The purpose of this study is to explore the way in which music portrays people with disabilities. Specifically, the aim of this paper is to answer the following questions: a) are all types of disabilities equally represented in music; b) how are people with disabilities referred to in music; c) is the terminology in the music related to the type and/or cause of disability; and d) are the two primary models of disability (i.e. medical and social) equally illustrated in music. A content analysis of songs randomly selected from the Billboard HOT 100 Year-End Chart for the years 1987, 1997, and 2007 was carried out. Songs were included in the sample if the music lyrics or title contained content on specific disabilities, disabilities in general or chronic conditions that could lead to disability.
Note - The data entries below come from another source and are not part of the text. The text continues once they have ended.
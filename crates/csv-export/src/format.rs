//! CSV dialect configuration shared by the writer and the reader.

use serde::{Deserialize, Serialize};

/// Default field delimiter.
pub const DEFAULT_DELIMITER: u8 = b',';

/// Default enclosure (quote) character.
pub const DEFAULT_ENCLOSURE: u8 = b'"';

/// Default escape character.
pub const DEFAULT_ESCAPE: u8 = b'\\';

/// Delimiter, enclosure and escape characters of a CSV dialect.
///
/// The characters are not validated against each other; colliding
/// configurations produce whatever the underlying `csv` reader and writer
/// make of them.
#[derive(Debug, Clone, Copy, PartialEq, Eq, Serialize, Deserialize)]
#[serde(default)]
pub struct CsvFormat {
    /// Field separator.
    #[serde(with = "ascii_char")]
    pub delimiter: u8,
    /// Quote character used around fields that need it.
    #[serde(with = "ascii_char")]
    pub enclosure: u8,
    /// Escape character. Enclosures are always escaped by doubling, so
    /// this byte is written and read back as an ordinary character.
    #[serde(with = "ascii_char")]
    pub escape: u8,
}

impl Default for CsvFormat {
    fn default() -> Self {
        Self {
            delimiter: DEFAULT_DELIMITER,
            enclosure: DEFAULT_ENCLOSURE,
            escape: DEFAULT_ESCAPE,
        }
    }
}

impl CsvFormat {
    /// Set the field delimiter.
    #[must_use]
    pub fn with_delimiter(mut self, delimiter: u8) -> Self {
        self.delimiter = delimiter;
        self
    }

    /// Set the enclosure character.
    #[must_use]
    pub fn with_enclosure(mut self, enclosure: u8) -> Self {
        self.enclosure = enclosure;
        self
    }

    /// Set the escape character.
    #[must_use]
    pub fn with_escape(mut self, escape: u8) -> Self {
        self.escape = escape;
        self
    }

    /// Writer configured for this dialect.
    ///
    /// Enclosures inside quoted fields are always doubled, whatever the
    /// escape character is. Rows may differ in width.
    pub(crate) fn writer_builder(&self) -> csv::WriterBuilder {
        let mut builder = csv::WriterBuilder::new();
        builder
            .delimiter(self.delimiter)
            .quote(self.enclosure)
            .escape(self.escape)
            .double_quote(true)
            .quote_style(csv::QuoteStyle::Necessary)
            .terminator(csv::Terminator::Any(b'\n'))
            .flexible(true)
            .has_headers(false);
        builder
    }

    /// Reader configured for this dialect.
    ///
    /// Decodes what [`writer_builder`](Self::writer_builder) encodes: doubled
    /// enclosures are unescaped and the escape byte is kept verbatim. The
    /// first line is returned as an ordinary row.
    pub(crate) fn reader_builder(&self) -> csv::ReaderBuilder {
        let mut builder = csv::ReaderBuilder::new();
        builder
            .delimiter(self.delimiter)
            .quote(self.enclosure)
            .escape(None)
            .double_quote(true)
            .has_headers(false)
            .flexible(true);
        builder
    }
}

/// Serializes a dialect byte as a one-character string.
mod ascii_char {
    use serde::de::Error as _;
    use serde::{Deserialize, Deserializer, Serializer};

    pub fn serialize<S: Serializer>(value: &u8, serializer: S) -> Result<S::Ok, S::Error> {
        serializer.serialize_char(char::from(*value))
    }

    pub fn deserialize<'de, D: Deserializer<'de>>(deserializer: D) -> Result<u8, D::Error> {
        let ch = char::deserialize(deserializer)?;
        u8::try_from(ch)
            .ok()
            .filter(u8::is_ascii)
            .ok_or_else(|| D::Error::custom(format!("expected an ASCII character, got '{ch}'")))
    }
}
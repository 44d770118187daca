//! Lazy, row-by-row CSV file reading.

use std::fs::File;
use std::io::ErrorKind as IoErrorKind;
use std::iter::FusedIterator;
use std::path::{Path, PathBuf};

use crate::error::{ExportError, Result};
use crate::format::CsvFormat;

/// A decoded row: every field as text.
pub type Row = Vec<String>;

/// Opens `path` for row-by-row reading with the given dialect.
///
/// All path checks happen here, before any row is produced:
/// - missing path: [`ExportError::FileNotFound`]
/// - directory or other non-file: [`ExportError::NotAFile`]
/// - permission denied on open: [`ExportError::FileNotReadable`]
/// - any other open failure: [`ExportError::FileOpen`]
pub fn read_rows(path: &Path, format: &CsvFormat) -> Result<CsvRows> {
    let metadata = std::fs::metadata(path).map_err(|e| {
        if e.kind() == IoErrorKind::NotFound {
            ExportError::FileNotFound {
                path: path.to_path_buf(),
            }
        } else {
            ExportError::FileRead {
                path: path.to_path_buf(),
                source: e,
            }
        }
    })?;

    if !metadata.is_file() {
        return Err(ExportError::NotAFile {
            path: path.to_path_buf(),
        });
    }

    let file = File::open(path).map_err(|e| {
        if e.kind() == IoErrorKind::PermissionDenied {
            ExportError::FileNotReadable {
                path: path.to_path_buf(),
            }
        } else {
            ExportError::FileOpen {
                path: path.to_path_buf(),
                source: e,
            }
        }
    })?;

    tracing::debug!(path = %path.display(), bytes = metadata.len(), "Opened CSV for reading");

    Ok(CsvRows {
        path: path.to_path_buf(),
        reader: Some(format.reader_builder().from_reader(file)),
        record: csv::StringRecord::new(),
        rows_read: 0,
    })
}

/// Single-pass iterator over the rows of a CSV file.
///
/// The file handle is released when the input is exhausted, when a row
/// fails to decode (before the error is yielded), or when the iterator is
/// dropped. After an error the iterator yields nothing more.
pub struct CsvRows {
    path: PathBuf,
    reader: Option<csv::Reader<File>>,
    record: csv::StringRecord,
    rows_read: u64,
}

impl CsvRows {
    /// Path being read.
    pub fn path(&self) -> &Path {
        &self.path
    }

    /// Number of rows yielded so far.
    pub fn rows_read(&self) -> u64 {
        self.rows_read
    }

    /// Returns true while the underlying file handle is held.
    pub fn is_open(&self) -> bool {
        self.reader.is_some()
    }

    fn close(&mut self) {
        if self.reader.take().is_some() {
            tracing::debug!(
                path = %self.path.display(),
                rows = self.rows_read,
                "Closed CSV reader"
            );
        }
    }
}

impl Iterator for CsvRows {
    type Item = Result<Row>;

    fn next(&mut self) -> Option<Self::Item> {
        let reader = self.reader.as_mut()?;
        match reader.read_record(&mut self.record) {
            Ok(true) => {
                self.rows_read += 1;
                Some(Ok(self.record.iter().map(str::to_string).collect()))
            }
            Ok(false) => {
                self.close();
                None
            }
            Err(source) => {
                let line = source.position().map(csv::Position::line);
                self.close();
                tracing::warn!(
                    path = %self.path.display(),
                    line,
                    error = %source,
                    "Failed to decode CSV row"
                );
                Some(Err(ExportError::Decode {
                    path: self.path.clone(),
                    line,
                    source,
                }))
            }
        }
    }
}

impl FusedIterator for CsvRows {}

impl std::fmt::Debug for CsvRows {
    fn fmt(&self, f: &mut std::fmt::Formatter<'_>) -> std::fmt::Result {
        f.debug_struct("CsvRows")
            .field("path", &self.path)
            .field("open", &self.is_open())
            .field("rows_read", &self.rows_read)
            .finish()
    }
}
The data showed that the presence of disability within songs increased over the years analyzed. Terminology used to refer to people with disabilities was most often insensitive which reflects disabling language rather than sensitive, people-first language. Similarly, the majority of songs had a traditional, medical focus rather than a progressive, social focus. Together, findings indicated that, within the mainstream music industry, the depiction and attitudes toward people with disabilities has not substantially improved over time. Further work needs to be conducted by social movements to promote awareness and reduce social stigma.

Keywords: Disability, Music, Media, Language, United States

International Journal of Diversity in Organizations, Communities and Nations, Volume 10, Issue 4, pp.227-240. Article: Print (Spiral Bound). Article: Electronic (PDF File; 674.185KB).

Christine Hochbaum

Doctoral Student, Department of Sociology, University of British Columbia, Vancouver, British Columbia, Canada

I am currently enrolled in my second year in the Doctoral program in the Department of Sociology at the University of British Columbia (UBC). I am undertaking comprehensive examinations in two areas of specialization, namely, the Sociology of Health and Disability, and the Sociology of the Family with completion anticipated for April 2010. The dissertation research that I will be conducting is an extension of my Master’s thesis research which sought to discover the way in which child health status and parenting styles are related to child bebaviour problems. Despite, the abundance of research that has been dedicated to understanding and identifying the determinants and precursors of child behaviour problems, a contentious issue still remains which is: are these problems primarily a result of child characteristics, environmental factors or the reciprocal interchange over time between the environment (parents and others) and the organism (the child)? My dissertation research will seek to address this question.